June 10, Proverbs 12:11

1 Thes. 4:11-12; 2 Thes. 3:10-12 “Man should not eat of honey like a drone from others’ labour.”

God’s Labour Laws

It has become fashionable to criticise the so-called Protestant work-ethic in the interest of a socialist utopia. This work-ethic, however, goes away back long before Protestantism. It had its rise in the Old Testament! The Hebrews were taught that hard work, honestly done, would yield its own rewards. Warnings abound about the folly of reckless money-speculations. Don’t go the get-rich-quick route that is today making us nations of gamblers. It is no blessing to be freed from the law of labour, nor does God free man from that law. It is not labour itself that is the curse of the Fall; it is sin! Man was to cultivate Eden as God’s happy co-worker. Rather, we should see work as a blessed condition of life. Remember the admonition of Martin Luther on work, “A dairymaid can milk cows to the glory of God.”

1. The Devoted: Be Busy! Be Blest! He that tills (works) his land shall be satisfied with bread. God has so framed the Law of Labour, that, while there is a division of labour, He has enjoined labour upon all. Christianity was meant to hallow life in all its phases- in business, in labour, in recreation. There is an old saying that the Sabbath of the Christian is a life-long Sabbath, an everyday Sabbath, a perpetual serving of God. It is a labour both earthly, for the body’s need, and heavenly, for the soul’s good. Remember, however, the earthly seed-corn will produce only earthly results. Only heavenly seed-corn, supplied from the heavenly storehouse by the heavenly husbandman, will provide the heavenly Bread of Life. Jesus said to Nicodemus, That which is born of the flesh is flesh; and that which is born of the Spirit is spirit. Marvel not that I say unto thee, ye must be born again (Jn. 3:6-7). If you are devoted in both sowings, God will give you the increase in the fruits of the earth and in the fruits of Heaven. Thou shalt eat the labour of thine hands, and be received into everlasting habitations (Ps. 128:2; Lu. 16:9).

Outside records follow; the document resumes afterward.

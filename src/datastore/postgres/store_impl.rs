use crate::datastore::{
    pagination::{Page, PostPage, PAGE_SIZE},
    postfilters::PostFilters,
    postgres::{
        errors::{BlockingResp, DbPoolResult},
        PostgresStore,
    },
    structs::{
        Comment, CommentDetail, Follow, FollowStats, Group, NewComment, NewPost, Post,
        PostChanges, PostDetail, User,
    },
    tables::{comments, follows, groups, posts, users},
    Store,
};
use crate::errors::{AppError, Fallible};
use actix_web::web::block;
use async_trait::async_trait;
use diesel::{
    dsl::exists,
    expression::BoxableExpression,
    pg::{Pg, PgConnection},
    query_dsl::{QueryDsl, RunQueryDsl},
    result::Error as DieselError,
    sql_types::Bool,
    Connection, ExpressionMethods, OptionalExtension, TextExpressionMethods,
};
use std::collections::HashMap;
use uuid::Uuid;

#[async_trait]
impl Store for PostgresStore {
    async fn new_post(&self, new_post: NewPost) -> Fallible<Post> {
        let conn = self.pool.get()?;
        let post = block(move || {
            conn.transaction::<_, AppError, _>(|| {
                // Insert the new post
                let post: Post = diesel::insert_into(posts::table)
                    .values(&new_post)
                    .get_result(&conn)?;

                Ok(post)
            })
        })
        .await
        .to_resp()?;
        Ok(post)
    }

    async fn update_post(
        &self,
        post_id: Uuid,
        author_id: Uuid,
        changes: PostChanges,
    ) -> Fallible<Option<Post>> {
        let conn = self.pool.get()?;
        let post = block(move || {
            conn.transaction::<_, AppError, _>(|| {
                // The author filter is what stops one user editing another's post.
                // created_at is deliberately absent from both branches.
                let target = posts::table.find(post_id);
                let updated: Option<Post> = match changes.image {
                    Some((path, kind)) => diesel::update(target)
                        .filter(posts::author_id.eq(author_id))
                        .set((
                            posts::text.eq(changes.text),
                            posts::group_id.eq(changes.group_id),
                            posts::image.eq(Some(path)),
                            posts::image_kind.eq(Some(kind)),
                        ))
                        .get_result(&conn)
                        .optional()?,
                    None => diesel::update(target)
                        .filter(posts::author_id.eq(author_id))
                        .set((
                            posts::text.eq(changes.text),
                            posts::group_id.eq(changes.group_id),
                        ))
                        .get_result(&conn)
                        .optional()?,
                };
                Ok(updated)
            })
        })
        .await
        .to_resp()?;
        Ok(post)
    }

    async fn list_posts(&self, filters: PostFilters, page: Page) -> Fallible<PostPage> {
        let conn = self.pool.get()?;
        let query_result: DbPoolResult<_> = block(move || {
            let mut count_query = posts::table.into_boxed();
            for filter in filters.as_sql_where() {
                count_query = count_query.filter(filter);
            }
            let total = count_query.count().get_result::<i64>(&conn)?;

            let mut query = posts::table.into_boxed();
            for filter in filters.as_sql_where() {
                query = query.filter(filter);
            }
            let page_posts: Vec<Post> = query
                .order_by(posts::created_at.desc())
                .offset(page.offset())
                .limit(PAGE_SIZE)
                .get_results(&conn)?;

            Ok(PostPage {
                posts: attach_names(&conn, page_posts)?,
                number: page.number(),
                total,
            })
        })
        .await;
        Ok(query_result.to_resp()?)
    }

    async fn find_post(&self, username: String, post_id: Uuid) -> Fallible<Option<PostDetail>> {
        let conn = self.pool.get()?;
        let query_result: DbPoolResult<_> = block(move || {
            let target: Option<(Post, String)> = posts::table
                .inner_join(users::table)
                .filter(posts::id.eq(post_id))
                .filter(users::username.eq(username))
                .select((posts::all_columns, users::username))
                .first(&conn)
                .optional()?;

            guard!(let Some((post, author)) = target else {
                return Ok(None);
            });

            let group = match post.group_id {
                Some(group_id) => groups::table
                    .find(group_id)
                    .select(groups::slug)
                    .first(&conn)
                    .optional()?,
                None => None,
            };

            Ok(Some(PostDetail {
                post,
                author,
                group,
            }))
        })
        .await;
        Ok(query_result.to_resp()?)
    }

    async fn user_by_name(&self, username: String) -> Fallible<Option<User>> {
        let conn = self.pool.get()?;
        let query_result: DbPoolResult<_> = block(move || {
            let user: Option<User> = users::table
                .filter(users::username.eq(username))
                .first(&conn)
                .optional()?;
            Ok(user)
        })
        .await;
        Ok(query_result.to_resp()?)
    }

    async fn group_by_slug(&self, slug: String) -> Fallible<Option<Group>> {
        let conn = self.pool.get()?;
        let query_result: DbPoolResult<_> = block(move || {
            let group: Option<Group> = groups::table
                .filter(groups::slug.eq(slug))
                .first(&conn)
                .optional()?;
            Ok(group)
        })
        .await;
        Ok(query_result.to_resp()?)
    }

    async fn new_comment(&self, new_comment: NewComment) -> Fallible<Comment> {
        let conn = self.pool.get()?;
        let comment = block(move || {
            conn.transaction::<_, AppError, _>(|| {
                let comment: Comment = diesel::insert_into(comments::table)
                    .values(&new_comment)
                    .get_result(&conn)?;

                Ok(comment)
            })
        })
        .await
        .to_resp()?;
        Ok(comment)
    }

    async fn comments_for(&self, post_id: Uuid) -> Fallible<Vec<CommentDetail>> {
        let conn = self.pool.get()?;
        let query_result: DbPoolResult<_> = block(move || {
            let rows: Vec<(Comment, String)> = comments::table
                .inner_join(users::table)
                .filter(comments::post_id.eq(post_id))
                .order_by(comments::created_at.asc())
                .select((comments::all_columns, users::username))
                .get_results(&conn)?;
            Ok(rows
                .into_iter()
                .map(|(comment, author)| CommentDetail { comment, author })
                .collect::<Vec<_>>())
        })
        .await;
        Ok(query_result.to_resp()?)
    }

    async fn follow(&self, user_id: Uuid, author_id: Uuid) -> Fallible<()> {
        // Self-follow is a silent no-op, matching unfollow-without-an-edge.
        if user_id == author_id {
            return Ok(());
        }
        let conn = self.pool.get()?;
        let query_result: DbPoolResult<_> = block(move || {
            // The primary key makes a repeat follow hit the conflict arm instead of
            // inserting a second edge.
            diesel::insert_into(follows::table)
                .values(&Follow { user_id, author_id })
                .on_conflict_do_nothing()
                .execute(&conn)?;
            Ok(())
        })
        .await;
        Ok(query_result.to_resp()?)
    }

    async fn unfollow(&self, user_id: Uuid, author_id: Uuid) -> Fallible<()> {
        let conn = self.pool.get()?;
        let query_result: DbPoolResult<_> = block(move || {
            // Deleting zero rows is fine.
            diesel::delete(
                follows::table
                    .filter(follows::user_id.eq(user_id))
                    .filter(follows::author_id.eq(author_id)),
            )
            .execute(&conn)?;
            Ok(())
        })
        .await;
        Ok(query_result.to_resp()?)
    }

    async fn feed(&self, user_id: Uuid, page: Page) -> Fallible<PostPage> {
        let conn = self.pool.get()?;
        let query_result: DbPoolResult<_> = block(move || {
            let followed_authors = || {
                follows::table
                    .filter(follows::user_id.eq(user_id))
                    .select(follows::author_id)
            };

            let total = posts::table
                .filter(posts::author_id.eq_any(followed_authors()))
                .count()
                .get_result::<i64>(&conn)?;

            let page_posts: Vec<Post> = posts::table
                .filter(posts::author_id.eq_any(followed_authors()))
                .order_by(posts::created_at.desc())
                .offset(page.offset())
                .limit(PAGE_SIZE)
                .get_results(&conn)?;

            Ok(PostPage {
                posts: attach_names(&conn, page_posts)?,
                number: page.number(),
                total,
            })
        })
        .await;
        Ok(query_result.to_resp()?)
    }

    async fn follow_stats(&self, author_id: Uuid, viewer: Option<Uuid>) -> Fallible<FollowStats> {
        let conn = self.pool.get()?;
        let query_result: DbPoolResult<_> = block(move || {
            let followers = follows::table
                .filter(follows::author_id.eq(author_id))
                .count()
                .get_result::<i64>(&conn)?;
            let following = follows::table
                .filter(follows::user_id.eq(author_id))
                .count()
                .get_result::<i64>(&conn)?;
            let viewer_follows = match viewer {
                Some(viewer_id) => diesel::select(exists(
                    follows::table
                        .filter(follows::user_id.eq(viewer_id))
                        .filter(follows::author_id.eq(author_id)),
                ))
                .get_result(&conn)?,
                None => false,
            };
            Ok(FollowStats {
                followers,
                following,
                viewer_follows,
            })
        })
        .await;
        Ok(query_result.to_resp()?)
    }
}

/// Fetch the usernames and group slugs for one page of posts.
fn attach_names(
    conn: &PgConnection,
    page_posts: Vec<Post>,
) -> Result<Vec<PostDetail>, DieselError> {
    let author_ids: Vec<Uuid> = page_posts.iter().map(|p| p.author_id).collect();
    let authors: HashMap<Uuid, String> = users::table
        .filter(users::id.eq_any(author_ids))
        .load::<User>(conn)?
        .into_iter()
        .map(|u| (u.id, u.username))
        .collect();

    let group_ids: Vec<Uuid> = page_posts.iter().filter_map(|p| p.group_id).collect();
    let slugs: HashMap<Uuid, String> = groups::table
        .filter(groups::id.eq_any(group_ids))
        .load::<Group>(conn)?
        .into_iter()
        .map(|g| (g.id, g.slug))
        .collect();

    Ok(page_posts
        .into_iter()
        .map(|post| {
            // The FK on author_id means the author row exists.
            let author = authors.get(&post.author_id).cloned().unwrap_or_default();
            let group = post.group_id.and_then(|id| slugs.get(&id).cloned());
            PostDetail {
                post,
                author,
                group,
            }
        })
        .collect())
}

impl PostFilters {
    pub fn as_sql_where(
        &self,
    ) -> Vec<Box<dyn BoxableExpression<posts::table, Pg, SqlType = Bool>>> {
        let mut wheres: Vec<Box<dyn BoxableExpression<posts::table, Pg, SqlType = Bool>>> =
            Vec::new();
        if let Some(id) = self.id {
            wheres.push(Box::new(posts::id.eq(id)))
        }
        if let Some(author_id) = self.author_id {
            wheres.push(Box::new(posts::author_id.eq(author_id)))
        }
        if let Some(group_id) = self.group_id {
            wheres.push(Box::new(posts::group_id.eq(group_id)))
        }
        if let Some(substring) = &self.text_contains {
            wheres.push(Box::new(posts::text.like(format!("%{}%", substring))))
        }
        wheres
    }
}
use crate::datastore::{
    pagination::{Page, PostPage, PAGE_SIZE},
    postfilters::PostFilters,
    structs::{
        Comment, CommentDetail, Follow, FollowStats, Group, NewComment, NewPost, Post,
        PostChanges, PostDetail, User,
    },
    Store,
};
use crate::errors::Fallible;
use async_trait::async_trait;
use chrono::offset::Utc;
use std::sync::{Arc, Mutex};
use uuid::Uuid;

type Table<T> = Arc<Mutex<Vec<T>>>;

/// An in-memory implementation of datastore::Store
#[derive(Clone, Default, Debug)]
pub struct MockStore {
    users: Table<User>,
    groups: Table<Group>,
    posts: Table<Post>,
    comments: Table<Comment>,
    follows: Table<Follow>,
}

/// Seeding and inspection helpers for tests.
impl MockStore {
    pub fn add_user(&self, username: &str) -> User {
        let user = User {
            id: Uuid::new_v4(),
            created_at: Utc::now(),
            username: username.to_owned(),
        };
        self.users.lock().unwrap().push(user.clone());
        user
    }

    pub fn add_group(&self, title: &str, slug: &str) -> Group {
        let group = Group {
            id: Uuid::new_v4(),
            title: title.to_owned(),
            description: format!("About {}", title),
            slug: slug.to_owned(),
        };
        self.groups.lock().unwrap().push(group.clone());
        group
    }

    pub fn add_post(&self, author: &User, text: &str) -> Post {
        let post = Post {
            id: Uuid::new_v4(),
            created_at: Utc::now(),
            text: text.to_owned(),
            author_id: author.id,
            group_id: None,
            image: None,
            image_kind: None,
        };
        self.posts.lock().unwrap().push(post.clone());
        post
    }

    pub fn all_follows(&self) -> Vec<Follow> {
        self.follows.lock().unwrap().clone()
    }

    pub fn all_posts(&self) -> Vec<Post> {
        self.posts.lock().unwrap().clone()
    }

    pub fn all_comments(&self) -> Vec<Comment> {
        self.comments.lock().unwrap().clone()
    }

    fn username_of(&self, user_id: Uuid) -> String {
        self.users
            .lock()
            .unwrap()
            .iter()
            .find(|u| u.id == user_id)
            .map(|u| u.username.clone())
            .unwrap_or_default()
    }

    fn slug_of(&self, group_id: Uuid) -> Option<String> {
        self.groups
            .lock()
            .unwrap()
            .iter()
            .find(|g| g.id == group_id)
            .map(|g| g.slug.clone())
    }

    fn detail(&self, post: Post) -> PostDetail {
        let author = self.username_of(post.author_id);
        let group = post.group_id.and_then(|id| self.slug_of(id));
        PostDetail {
            post,
            author,
            group,
        }
    }

    /// Sort newest-first and cut out the requested page, like the real queries do.
    fn page_of(&self, mut matching: Vec<Post>, page: Page) -> PostPage {
        matching.sort_by(|a, b| b.created_at.cmp(&a.created_at));
        let total = matching.len() as i64;
        let posts = matching
            .into_iter()
            .skip(page.offset() as usize)
            .take(PAGE_SIZE as usize)
            .map(|post| self.detail(post))
            .collect();
        PostPage {
            posts,
            number: page.number(),
            total,
        }
    }
}

#[async_trait]
impl Store for MockStore {
    async fn new_post(&self, new_post: NewPost) -> Fallible<Post> {
        let post = Post {
            id: Uuid::new_v4(),
            created_at: Utc::now(),
            text: new_post.text,
            author_id: new_post.author_id,
            group_id: new_post.group_id,
            image: new_post.image,
            image_kind: new_post.image_kind,
        };
        self.posts.lock().unwrap().push(post.clone());
        Ok(post)
    }

    async fn update_post(
        &self,
        post_id: Uuid,
        author_id: Uuid,
        changes: PostChanges,
    ) -> Fallible<Option<Post>> {
        let updated = self
            .posts
            .lock()
            .unwrap()
            .iter_mut()
            .find(|p| p.id == post_id && p.author_id == author_id)
            .map(|post| {
                post.text = changes.text;
                post.group_id = changes.group_id;
                if let Some((path, kind)) = changes.image {
                    post.image = Some(path);
                    post.image_kind = Some(kind);
                }
                post.clone()
            });
        Ok(updated)
    }

    async fn list_posts(&self, filters: PostFilters, page: Page) -> Fallible<PostPage> {
        let matching: Vec<Post> = self
            .posts
            .lock()
            .unwrap()
            .iter()
            .filter(|p| p.matches(&filters))
            .cloned()
            .collect();
        Ok(self.page_of(matching, page))
    }

    async fn find_post(&self, username: String, post_id: Uuid) -> Fallible<Option<PostDetail>> {
        let author = self
            .users
            .lock()
            .unwrap()
            .iter()
            .find(|u| u.username == username)
            .cloned();
        guard!(let Some(author) = author else {
            return Ok(None);
        });
        let post = self
            .posts
            .lock()
            .unwrap()
            .iter()
            .find(|p| p.id == post_id && p.author_id == author.id)
            .cloned();
        Ok(post.map(|p| self.detail(p)))
    }

    async fn user_by_name(&self, username: String) -> Fallible<Option<User>> {
        let user = self
            .users
            .lock()
            .unwrap()
            .iter()
            .find(|u| u.username == username)
            .cloned();
        Ok(user)
    }

    async fn group_by_slug(&self, slug: String) -> Fallible<Option<Group>> {
        let group = self
            .groups
            .lock()
            .unwrap()
            .iter()
            .find(|g| g.slug == slug)
            .cloned();
        Ok(group)
    }

    async fn new_comment(&self, new_comment: NewComment) -> Fallible<Comment> {
        let comment = Comment {
            id: Uuid::new_v4(),
            created_at: Utc::now(),
            text: new_comment.text,
            post_id: new_comment.post_id,
            author_id: new_comment.author_id,
        };
        self.comments.lock().unwrap().push(comment.clone());
        Ok(comment)
    }

    async fn comments_for(&self, post_id: Uuid) -> Fallible<Vec<CommentDetail>> {
        let mut matching: Vec<Comment> = self
            .comments
            .lock()
            .unwrap()
            .iter()
            .filter(|c| c.post_id == post_id)
            .cloned()
            .collect();
        matching.sort_by(|a, b| a.created_at.cmp(&b.created_at));
        Ok(matching
            .into_iter()
            .map(|comment| {
                let author = self.username_of(comment.author_id);
                CommentDetail { comment, author }
            })
            .collect())
    }

    async fn follow(&self, user_id: Uuid, author_id: Uuid) -> Fallible<()> {
        if user_id == author_id {
            return Ok(());
        }
        let mut follows = self.follows.lock().unwrap();
        let exists = follows
            .iter()
            .any(|f| f.user_id == user_id && f.author_id == author_id);
        if !exists {
            follows.push(Follow { user_id, author_id });
        }
        Ok(())
    }

    async fn unfollow(&self, user_id: Uuid, author_id: Uuid) -> Fallible<()> {
        self.follows
            .lock()
            .unwrap()
            .retain(|f| !(f.user_id == user_id && f.author_id == author_id));
        Ok(())
    }

    async fn feed(&self, user_id: Uuid, page: Page) -> Fallible<PostPage> {
        let followed: Vec<Uuid> = self
            .follows
            .lock()
            .unwrap()
            .iter()
            .filter(|f| f.user_id == user_id)
            .map(|f| f.author_id)
            .collect();
        let matching: Vec<Post> = self
            .posts
            .lock()
            .unwrap()
            .iter()
            .filter(|p| followed.contains(&p.author_id))
            .cloned()
            .collect();
        Ok(self.page_of(matching, page))
    }

    async fn follow_stats(&self, author_id: Uuid, viewer: Option<Uuid>) -> Fallible<FollowStats> {
        let follows = self.follows.lock().unwrap();
        let followers = follows.iter().filter(|f| f.author_id == author_id).count() as i64;
        let following = follows.iter().filter(|f| f.user_id == author_id).count() as i64;
        let viewer_follows = viewer
            .map(|v| {
                follows
                    .iter()
                    .any(|f| f.user_id == v && f.author_id == author_id)
            })
            .unwrap_or(false);
        Ok(FollowStats {
            followers,
            following,
            viewer_follows,
        })
    }
}

#[cfg(test)]
mod follow_tests {
    use super::*;
    use crate::datastore::pagination::Page;

    #[actix_rt::test]
    async fn test_feed_is_followed_authors_newest_first() {
        let ds = MockStore::default();
        let reader = ds.add_user("leo");
        let followed = ds.add_user("anna");
        let stranger = ds.add_user("boris");
        let first = ds.add_post(&followed, "first");
        std::thread::sleep(std::time::Duration::from_micros(10));
        let second = ds.add_post(&followed, "second");
        ds.add_post(&stranger, "unrelated");

        ds.follow(reader.id, followed.id).await.unwrap();
        let feed = ds.feed(reader.id, Page::default()).await.unwrap();

        let ids: Vec<_> = feed.posts.iter().map(|d| d.post.id).collect();
        assert_eq!(ids, vec![second.id, first.id]);
        assert_eq!(feed.total, 2);
    }

    #[actix_rt::test]
    async fn test_follow_twice_keeps_one_edge() {
        let ds = MockStore::default();
        let reader = ds.add_user("leo");
        let author = ds.add_user("anna");

        ds.follow(reader.id, author.id).await.unwrap();
        ds.follow(reader.id, author.id).await.unwrap();

        assert_eq!(ds.all_follows().len(), 1);
    }

    #[actix_rt::test]
    async fn test_unfollow_without_edge_is_a_noop() {
        let ds = MockStore::default();
        let reader = ds.add_user("leo");
        let author = ds.add_user("anna");

        ds.unfollow(reader.id, author.id).await.unwrap();

        assert!(ds.all_follows().is_empty());
    }

    #[actix_rt::test]
    async fn test_cannot_follow_yourself() {
        let ds = MockStore::default();
        let reader = ds.add_user("leo");

        ds.follow(reader.id, reader.id).await.unwrap();

        assert!(ds.all_follows().is_empty());
    }

    #[actix_rt::test]
    async fn test_follow_then_unfollow_empties_the_feed() {
        let ds = MockStore::default();
        let reader = ds.add_user("leo");
        let author = ds.add_user("anna");
        ds.add_post(&author, "hello");

        ds.follow(reader.id, author.id).await.unwrap();
        assert_eq!(ds.feed(reader.id, Page::default()).await.unwrap().total, 1);

        ds.unfollow(reader.id, author.id).await.unwrap();
        let feed = ds.feed(reader.id, Page::default()).await.unwrap();
        assert!(feed.posts.is_empty());
        assert_eq!(feed.total, 0);
    }
}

2. The Destitute: Be Lazy! Be Left! He that follows vain persons is void of understanding. Idleness is the sin of Sodom and her daughters. In the beehive, nature condemns drones. They are done to death by the worker bees! The verb followeth is an intensive form. It comes from the root to pursue. It refers to those who are eagerly pursuing vain persons or things. If vain persons are meant here, then keeping bad company is involved. This is rank folly for vanity means to be empty, and that, in turn, leads to destitution, left without bread. It describes one who is void of understanding. This is the Hebrew idiom meaning lacking heart. He is without wisdom. He may have the energy but lacks discernment. If it is vain things that are meant, then it suggests useless, idle occupations. The man who frittered away his time on useless projects and vain enterprises eventually frittered away his life” (Alden). Let us avoid the folly of the idler as the very nursery of vice and misery. Do they not thereby lose their self-respect, the “very gold of humanity”? That is too high a price to pay; it may last for all eternity!

Thought: No farmer ever ploughed a field by turning it over in his mind.

Prayer: Keep me ever pursuing the upward way.